DATA EXTRACT START

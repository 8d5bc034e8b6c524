use std::sync::{Arc, LazyLock};

use anyhow::Context as _;
use async_trait::async_trait;
use serde::Deserialize;

use crate::capabilities::{Capabilities, ChunkRequest, GlossaryGenerator, TitleKind, Translator};
use crate::cli::LlmEngine;
use crate::config::AppConfig;
use crate::crawl::HttpCrawler;
use crate::glossary::{Category, GlossaryEntry};
use crate::openai::{CompletionOptions, OpenAiClient};

const MAX_GLOSSARY_SAMPLES: usize = 5;

const TRANSLATION_RULES: &str = "## Yêu cầu
- Dịch chính xác, giữ nguyên ý nghĩa và cảm xúc của bản gốc
- Sử dụng ngôn ngữ tiếng Việt tự nhiên, mượt mà
- Giữ nguyên cấu trúc đoạn văn
- KHÔNG thêm giải thích hay chú thích
- Thuật ngữ trong bảng thuật ngữ PHẢI dịch đúng như đã chỉ định
- Chỉ trả về bản dịch";

const GLOSSARY_GENERATION_PROMPT: &str = "Phân tích các đoạn văn tiểu thuyết Trung Quốc sau và xác định các thuật ngữ quan trọng cần dịch nhất quán.

## Văn bản mẫu
{samples}

## Yêu cầu
Trích xuất từ {min} đến {max} thuật ngữ theo danh mục:
1. **character** - Tên nhân vật (人物)
2. **realm** - Cảnh giới tu luyện (境界)
3. **technique** - Võ công/Pháp thuật (武功/法术)
4. **location** - Địa danh (地点)
5. **item** - Vật phẩm/Pháp bảo (法宝/神器)
6. **organization** - Môn phái/Thế lực (门派/势力)
{existing}
## Định dạng trả về
Trả về CHÍNH XÁC JSON array, không có markdown:
[
    {\"chinese\": \"陈平安\", \"vietnamese\": \"Trần Bình An\", \"category\": \"character\", \"notes\": \"Nhân vật chính\"}
]";

const NEW_TERMS_PROMPT: &str = "Đọc chương truyện sau và tìm tối đa {max} thuật ngữ quan trọng CHƯA có trong bảng thuật ngữ hiện tại (tên riêng, cảnh giới, công pháp, địa danh, vật phẩm, môn phái).

## Thuật ngữ đã có (KHÔNG lặp lại)
{existing}

## Chương truyện
{chapter}

## Định dạng trả về
Trả về CHÍNH XÁC JSON array (có thể rỗng []), không có markdown:
[{\"chinese\": \"...\", \"vietnamese\": \"...\", \"category\": \"character\", \"notes\": \"\"}]";

static JSON_ARRAY: LazyLock<regex::Regex> =
    LazyLock::new(|| regex::Regex::new(r"(?s)\[.*\]").expect("json array regex"));

/// Translation and glossary capabilities backed by an OpenAI-compatible API.
#[derive(Debug, Clone)]
pub struct OpenAiEngine {
    client: OpenAiClient,
    glossary_min_entries: usize,
    glossary_max_entries: usize,
    polish_temperature: f32,
}

impl OpenAiEngine {
    pub fn new(
        client: OpenAiClient,
        translation: &crate::config::TranslationConfig,
    ) -> Self {
        Self {
            client,
            glossary_min_entries: translation.glossary_min_entries,
            glossary_max_entries: translation.glossary_max_entries,
            polish_temperature: translation.polish_temperature,
        }
    }
}

fn translation_system_prompt(style: &str) -> String {
    format!(
        "Bạn là dịch giả chuyên nghiệp chuyên dịch tiểu thuyết Trung Quốc sang tiếng Việt.\n\n## Phong cách dịch thuật\n{style}\n\n{TRANSLATION_RULES}"
    )
}

fn translation_user_prompt(request: &ChunkRequest<'_>) -> String {
    let mut parts = Vec::new();
    if !request.glossary.trim().is_empty() {
        parts.push(format!(
            "## Bảng thuật ngữ (BẮT BUỘC sử dụng)\n{}\n",
            request.glossary
        ));
    }
    if let Some(context) = request.prior_context.filter(|c| !c.trim().is_empty()) {
        parts.push(format!(
            "## Đoạn trước (chỉ tham khảo, KHÔNG dịch lại)\n{context}\n"
        ));
    }
    parts.push(format!("## Văn bản cần dịch\n{}", request.text));
    parts.join("\n")
}

fn title_system_prompt(kind: TitleKind) -> &'static str {
    match kind {
        TitleKind::Author => {
            "Bạn là dịch giả chuyên nghiệp. Hãy phiên âm tên tác giả Trung Quốc sang tiếng Việt.
Quy tắc:
- Phiên âm Hán-Việt chuẩn xác
- VD: 烽火戏诸侯 -> Phong Hỏa Hí Chư Hầu
- CHỈ trả về tên đã phiên âm, không giải thích"
        }
        TitleKind::Chapter => {
            "Bạn là dịch giả chuyên nghiệp. Hãy dịch tiêu đề chương tiểu thuyết Trung Quốc sang tiếng Việt.
Quy tắc:
- Dịch ý nghĩa, giữ văn phong tiên hiệp/kiếm hiệp
- VD: 第一章 惊蛰 -> Chương 1: Kinh Trập
- CHỈ trả về tiêu đề đã dịch, không giải thích"
        }
        TitleKind::Book => {
            "Bạn là dịch giả chuyên nghiệp. Hãy dịch tên tiểu thuyết Trung Quốc sang tiếng Việt.
Quy tắc:
- Phiên âm Hán-Việt hoặc dịch nghĩa tùy ngữ cảnh
- VD: 剑来 -> Kiếm Lai
- CHỈ trả về tên đã dịch, không giải thích"
        }
    }
}

#[async_trait]
impl Translator for OpenAiEngine {
    async fn translate_chunk(&self, request: ChunkRequest<'_>) -> anyhow::Result<String> {
        self.client
            .complete(
                &translation_system_prompt(request.style),
                &translation_user_prompt(&request),
                CompletionOptions::default(),
            )
            .await
    }

    async fn translate_title(&self, text: &str, kind: TitleKind) -> anyhow::Result<String> {
        let options = CompletionOptions {
            temperature: Some(0.3),
            max_tokens: Some(100),
        };
        let out = self
            .client
            .complete(title_system_prompt(kind), &format!("Dịch: {text}"), options)
            .await?;
        Ok(out.lines().next().unwrap_or_default().trim().to_owned())
    }

    async fn polish(
        &self,
        source: &str,
        draft: &str,
        style: &str,
        glossary: &str,
    ) -> anyhow::Result<String> {
        let system = format!(
            "Bạn là biên tập viên cao cấp chuyên về tiểu thuyết tiên hiệp/kiếm hiệp.\n\
Nhận bản dịch thô và nguyên tác tiếng Trung, CHỈNH SỬA bản dịch cho tự nhiên, nhất quán với phong cách sau và đúng thuật ngữ.\n\n{style}\n\n\
## Quy tắc tuyệt đối\n- Nếu câu dịch đã tốt, GIỮ NGUYÊN\n- KHÔNG thêm giải thích\n- Giữ nguyên cấu trúc đoạn văn\n- Chỉ trả về văn bản đã chỉnh sửa"
        );
        let mut user = String::new();
        if !glossary.trim().is_empty() {
            user.push_str(&format!("## Bảng thuật ngữ (kiểm tra sử dụng đúng)\n{glossary}\n\n"));
        }
        user.push_str(&format!(
            "## Nguyên tác tiếng Trung\n{source}\n\n## Bản dịch thô cần chỉnh sửa\n{draft}"
        ));
        let options = CompletionOptions {
            temperature: Some(self.polish_temperature),
            max_tokens: None,
        };
        self.client.complete(&system, &user, options).await
    }
}

#[async_trait]
impl GlossaryGenerator for OpenAiEngine {
    async fn generate_from_samples(
        &self,
        samples: &[String],
        style: Option<&str>,
        existing: &[GlossaryEntry],
    ) -> anyhow::Result<Vec<GlossaryEntry>> {
        let combined = samples
            .iter()
            .take(MAX_GLOSSARY_SAMPLES)
            .map(String::as_str)
            .collect::<Vec<_>>()
            .join("\n\n---\n\n");
        let existing_block = if existing.is_empty() {
            String::new()
        } else {
            let terms = existing
                .iter()
                .map(|e| e.source_term.as_str())
                .collect::<Vec<_>>()
                .join(", ");
            format!("\nBỏ qua các thuật ngữ đã có: {terms}\n")
        };
        let mut prompt = GLOSSARY_GENERATION_PROMPT
            .replace("{samples}", &combined)
            .replace("{min}", &self.glossary_min_entries.to_string())
            .replace("{max}", &self.glossary_max_entries.to_string())
            .replace("{existing}", &existing_block);
        if let Some(style) = style {
            prompt.push_str(&format!("\n\n## Phong cách dịch\n{style}"));
        }

        let options = CompletionOptions {
            temperature: Some(0.3),
            max_tokens: None,
        };
        let response = self
            .client
            .complete(
                "Bạn là chuyên gia phân tích tiểu thuyết Trung Quốc. Trả về JSON chính xác.",
                &prompt,
                options,
            )
            .await?;
        let mut entries = parse_glossary_response(&response).context("parse glossary response")?;
        entries.truncate(self.glossary_max_entries);
        Ok(entries)
    }

    async fn extract_new_terms(
        &self,
        chapter_text: &str,
        existing: &[GlossaryEntry],
        max_new: usize,
    ) -> anyhow::Result<Vec<GlossaryEntry>> {
        if max_new == 0 {
            return Ok(Vec::new());
        }
        let existing_terms = existing
            .iter()
            .map(|e| e.source_term.as_str())
            .collect::<Vec<_>>()
            .join(", ");
        let prompt = NEW_TERMS_PROMPT
            .replace("{max}", &max_new.to_string())
            .replace("{existing}", &existing_terms)
            .replace("{chapter}", chapter_text);
        let options = CompletionOptions {
            temperature: Some(0.3),
            max_tokens: None,
        };
        let response = self
            .client
            .complete(
                "Bạn là chuyên gia phân tích tiểu thuyết Trung Quốc. Trả về JSON chính xác.",
                &prompt,
                options,
            )
            .await?;
        let mut entries = parse_glossary_response(&response).context("parse new terms response")?;
        entries.retain(|e| !existing.iter().any(|x| x.source_term == e.source_term));
        entries.truncate(max_new);
        Ok(entries)
    }
}

#[derive(Debug, Deserialize)]
struct RawEntry {
    #[serde(alias = "source_term")]
    chinese: String,
    #[serde(alias = "target_term")]
    vietnamese: String,
    #[serde(default)]
    category: Option<String>,
    #[serde(default)]
    notes: Option<String>,
}

/// Pulls the first JSON array out of an LLM reply and maps it to entries.
/// A reply without any array is an empty result, not an error.
pub fn parse_glossary_response(response: &str) -> anyhow::Result<Vec<GlossaryEntry>> {
    let Some(found) = JSON_ARRAY.find(response) else {
        return Ok(Vec::new());
    };
    let raw: Vec<RawEntry> = serde_json::from_str(found.as_str()).context("glossary json")?;
    Ok(raw
        .into_iter()
        .filter(|e| !e.chinese.trim().is_empty() && !e.vietnamese.trim().is_empty())
        .map(|e| {
            let category = Category::parse_lenient(e.category.as_deref().unwrap_or("general"));
            GlossaryEntry::new(e.chinese.trim(), e.vietnamese.trim(), category)
                .with_notes(e.notes.unwrap_or_default().trim())
        })
        .collect())
}

/// Builds the run's collaborators for `engine`. Crawling always goes over
/// HTTP; only translation and glossary generation depend on the engine.
pub fn capabilities(engine: LlmEngine, config: &AppConfig) -> anyhow::Result<Capabilities> {
    let crawler = Arc::new(HttpCrawler::new(config.crawler.clone())?);
    Ok(match engine {
        LlmEngine::Openai => {
            let client = OpenAiClient::new(&config.llm).context("openai client")?;
            let engine = Arc::new(OpenAiEngine::new(client, &config.translation));
            Capabilities {
                crawler,
                translator: engine.clone(),
                glossary: engine,
            }
        }
        LlmEngine::Noop => Capabilities {
            crawler,
            translator: Arc::new(NoopEngine),
            glossary: Arc::new(NoopEngine),
        },
    })
}

/// Offline engine: translation is the identity and no terms are ever found.
/// Used for dry runs and wiring checks.
#[derive(Debug, Clone, Copy, Default)]
pub struct NoopEngine;

#[async_trait]
impl Translator for NoopEngine {
    async fn translate_chunk(&self, request: ChunkRequest<'_>) -> anyhow::Result<String> {
        Ok(request.text.to_owned())
    }

    async fn translate_title(&self, text: &str, _kind: TitleKind) -> anyhow::Result<String> {
        Ok(text.to_owned())
    }
}

#[async_trait]
impl GlossaryGenerator for NoopEngine {
    async fn generate_from_samples(
        &self,
        _samples: &[String],
        _style: Option<&str>,
        _existing: &[GlossaryEntry],
    ) -> anyhow::Result<Vec<GlossaryEntry>> {
        Ok(Vec::new())
    }

    async fn extract_new_terms(
        &self,
        _chapter_text: &str,
        _existing: &[GlossaryEntry],
        _max_new: usize,
    ) -> anyhow::Result<Vec<GlossaryEntry>> {
        Ok(Vec::new())
    }
}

DATA EXTRACT END

▶ [WHAT IS REQUIRED]: Collect each line of the entries that has the word "reply", copying it in full.

▶ [WRITTEN ANSWER]:
/// Pulls the first JSON array out of an LLM reply and maps it to entries.
/// A reply without any array is an empty result, not an error.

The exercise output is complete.